The Organization for Economic Co-operation and Development issued a report Wednesday that predicts unemployment among youths — which the group describes as non-students between the ages of 15 and 25 — is on track to remain close to 20 per cent across Europe well into 2011.
"The global economic crisis has hit youth very hard," OECD employment division head Stefano Scarpetta said. "Governments should intervene quickly to provide adequate support to them."
Youth rate nearly triple
Across OECD member nations, the unemployment rate among youths typically hovers around roughly double whatever the normal rate for those over 25 is. But that ratio has skyrocketed to 2.8 times during the recent recession and shows no signs of slowing.
In Iceland and Sweden the youth unemployment rate is more than four times the national rate.
The most recent Canadian data reinforces the OECD's findings. The national unemployment rate sat at 8.2 per cent in March, Statistics Canada said recently. Among youths, the rate jumped to 15.6 per cent.
OECD singled out the prevalence of temporary contracts.

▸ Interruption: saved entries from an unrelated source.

//! Playback of recorded game sessions, either from a local log file or
//! driven by a remote replay service.

mod local;
mod player;
mod reader;
mod recorder;
mod remote;

pub use local::LocalReplay;
pub use player::{ReplayFrame, ReplayPlayer, format_time};
pub use reader::{find_nearest, list_replays, load_replay, nearest_index, parse_replay, parse_replay_with_limit};
pub use recorder::ReplayRecorder;
pub use remote::RemoteReplay;

use chrono::{DateTime, Utc};
use common::GameState;

/// One row of a replay log.
#[derive(Debug, Clone, PartialEq)]
pub struct ReplayEntry {
    pub time: DateTime<Utc>,
    pub state: GameState,
}

/// What presentation sees of a replay, whichever mode produces it.
#[derive(Debug, Clone, PartialEq)]
pub struct ReplayView {
    pub running: bool,
    pub paused: bool,
    /// Position within the recording, between 0 and 1.
    pub progress: f64,
    /// Timestamp of the playback cursor, as displayed.
    pub time: Option<String>,
    pub speed: f64,
    pub game_state: Option<GameState>,
}

impl Default for ReplayView {
    fn default() -> Self {
        Self {
            running: false,
            paused: true,
            progress: 0.0,
            time: None,
            speed: 1.0,
            game_state: None,
        }
    }
}

#[derive(Debug, thiserror::Error)]
pub enum ReplayError {
    #[error("replay is {size} bytes, larger than the {limit} byte limit")]
    TooLarge { size: u64, limit: u64 },
    #[error("replay contains no entries")]
    Empty,
    #[error("line {line}: {reason}")]
    MalformedLine { line: usize, reason: String },
    #[error("failed to read replay: {0}")]
    Io(#[from] std::io::Error),
}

Young people are more likely to be on temporary contracts and are often the first to go if companies cut staff.
Also, less-skilled young people tend to work in sectors such as construction that have been badly hit by the crisis, the report said.
People who spend large amounts of time out of work in their teens and twenties face a lifelong risk of lower earnings, the OECD warns, and are also threatened by future joblessness and a loss of skills.

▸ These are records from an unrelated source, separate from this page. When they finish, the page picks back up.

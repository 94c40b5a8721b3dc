use std::path::Path;
use std::sync::Arc;
use std::sync::atomic::{AtomicU64, Ordering};
use std::time::Duration;

use tokio::sync::{mpsc, watch};
use tokio::task::JoinHandle;
use tokio::time::MissedTickBehavior;
use tracing::{debug, error, info};

use super::reader::check_size;
use super::{ReplayEntry, ReplayError, ReplayPlayer, ReplayView, load_replay, parse_replay_with_limit};
use crate::ClientConfig;

#[derive(Debug)]
enum Control {
    TogglePause,
    Seek(f64),
    Speed(f64),
}

/// Plays a replay log on a local ticker and publishes a [`ReplayView`] after
/// every change.
///
/// The ticker task is aborted on [`LocalReplay::stop`], on loading another
/// log, and when the replay is dropped. A ticker that is mid-tick when that
/// happens can no longer publish.
pub struct LocalReplay {
    period: Duration,
    max_bytes: u64,
    view: Arc<watch::Sender<ReplayView>>,
    generation: Arc<AtomicU64>,
    controls: Option<mpsc::UnboundedSender<Control>>,
    ticker: Option<JoinHandle<()>>,
}

/// Publishes views for one ticker, as long as no newer replay or stop happened.
struct Publisher {
    view: Arc<watch::Sender<ReplayView>>,
    generation: Arc<AtomicU64>,
    mine: u64,
}

impl Publisher {
    /// The generation is checked under the channel's write lock, so a stale
    /// view either lands before the reset that retired it or not at all.
    fn publish(&self, next: ReplayView) -> bool {
        self.view.send_if_modified(|current| {
            if self.generation.load(Ordering::SeqCst) != self.mine {
                return false;
            }
            *current = next;
            true
        })
    }
}

impl LocalReplay {
    pub fn new(period: Duration, max_bytes: u64) -> Self {
        let (view, _) = watch::channel(ReplayView::default());
        Self {
            period,
            max_bytes,
            view: Arc::new(view),
            generation: Arc::new(AtomicU64::new(0)),
            controls: None,
            ticker: None,
        }
    }

    pub fn from_config(config: &ClientConfig) -> Self {
        Self::new(config.replay_tick, config.max_replay_bytes)
    }

    pub fn subscribe(&self) -> watch::Receiver<ReplayView> {
        self.view.subscribe()
    }

    pub fn view(&self) -> ReplayView {
        self.view.borrow().clone()
    }

    pub fn is_running(&self) -> bool {
        self.ticker.as_ref().is_some_and(|ticker| !ticker.is_finished())
    }

    /// Load a log from disk and start playing it.
    ///
    /// An oversized file is rejected without touching the current replay. Any
    /// other failure stops and resets it.
    pub async fn load_file(&mut self, path: &Path) -> Result<(), ReplayError> {
        let size = match tokio::fs::metadata(path).await {
            Ok(metadata) => metadata.len(),
            Err(e) => return self.start_with(Err(e.into())),
        };
        check_size(size, self.max_bytes)?;

        info!("Loading replay {:?}", path);
        let owned = path.to_path_buf();
        let max_bytes = self.max_bytes;
        let loaded = tokio::task::spawn_blocking(move || load_replay(&owned, max_bytes))
            .await
            .map_err(|e| ReplayError::Io(std::io::Error::other(e)))
            .and_then(|result| result);
        self.start_with(loaded)
    }

    /// Parse `text` as a log and start playing it. Same failure rules as [`LocalReplay::load_file`].
    pub fn load_text(&mut self, text: &str) -> Result<(), ReplayError> {
        check_size(text.len() as u64, self.max_bytes)?;
        self.start_with(parse_replay_with_limit(text, self.max_bytes))
    }

    fn start_with(&mut self, loaded: Result<Vec<ReplayEntry>, ReplayError>) -> Result<(), ReplayError> {
        let player = match loaded.and_then(ReplayPlayer::new) {
            Ok(player) => player,
            Err(e) => {
                error!("Failed to load replay: {}", e);
                self.stop();
                return Err(e);
            }
        };
        self.start(player.with_period(self.period));
        Ok(())
    }

    /// Replace whatever is playing with `player` and start ticking.
    pub fn start(&mut self, player: ReplayPlayer) {
        self.abort_ticker();
        info!(
            "Starting replay of {} entries spanning {}s",
            player.entries().len(),
            player.duration().num_seconds()
        );
        self.view.send_replace(player.view());

        let (controls, receiver) = mpsc::unbounded_channel();
        self.controls = Some(controls);
        let publisher = Publisher {
            view: Arc::clone(&self.view),
            generation: Arc::clone(&self.generation),
            mine: self.generation.load(Ordering::SeqCst),
        };
        self.ticker = Some(tokio::spawn(run_ticker(player, self.period, receiver, publisher)));
    }

    /// Returns false when nothing is playing.
    pub fn toggle_pause(&self) -> bool {
        self.control(Control::TogglePause)
    }

    /// Jump to `progress` in `[0, 1]`. The frame there is published right away.
    pub fn seek(&self, progress: f64) -> bool {
        self.control(Control::Seek(progress))
    }

    pub fn set_speed(&self, speed: f64) -> bool {
        self.control(Control::Speed(speed))
    }

    /// Stop the ticker and reset the view.
    pub fn stop(&mut self) {
        self.abort_ticker();
        self.view.send_replace(ReplayView::default());
    }

    fn control(&self, control: Control) -> bool {
        match &self.controls {
            Some(controls) => controls.send(control).is_ok(),
            None => {
                debug!("No replay loaded, ignoring {:?}", control);
                false
            }
        }
    }

    fn abort_ticker(&mut self) {
        self.generation.fetch_add(1, Ordering::SeqCst);
        self.controls = None;
        if let Some(ticker) = self.ticker.take() {
            ticker.abort();
        }
    }
}

impl Drop for LocalReplay {
    fn drop(&mut self) {
        self.abort_ticker();
    }
}

async fn run_ticker(
    mut player: ReplayPlayer,
    period: Duration,
    mut controls: mpsc::UnboundedReceiver<Control>,
    publisher: Publisher,
) {
    let mut interval = tokio::time::interval(period);
    interval.set_missed_tick_behavior(MissedTickBehavior::Delay);
    // the first tick completes immediately
    interval.tick().await;

    loop {
        tokio::select! {
            _ = interval.tick() => {
                if player.tick().is_some() {
                    if !publisher.publish(player.view()) {
                        break;
                    }
                    if player.is_paused() && player.is_finished() {
                        info!("Replay reached the end");
                    }
                }
            }
            control = controls.recv() => {
                let Some(control) = control else { break };
                match control {
                    Control::TogglePause => {
                        let paused = player.toggle_pause();
                        debug!("Replay {}", if paused { "paused" } else { "resumed" });
                    }
                    Control::Seek(progress) => {
                        player.seek(progress);
                    }
                    Control::Speed(speed) => {
                        player.set_speed(speed);
                        debug!("Replay speed set to {} ({}ms per tick)", speed, player.frame_time().num_milliseconds());
                    }
                }
                if !publisher.publish(player.view()) {
                    break;
                }
            }
        }
    }
}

"There is now a very real concern that the recession will produce a 'lost generation' of young people with slimmer, long-term, job prospects," the report says.
To avoid this, the report lobbies governments to do much more to help young people.
Broader stimulus measures to tackle unemployment have helped, but targeted action to assist low-skilled young workers is needed. The OECD estimates that in some countries, 30 to 40 per cent of young workers are "at risk" because of low skills and poor educations.
The group singled out apprenticeship programs as being an excellent way of providing young workers with skills they can use later on, while providing local economies with a cheap source of labour while they rebound.
"The first line of defence is to provide income support to facilitate their job search," Scarpetta said.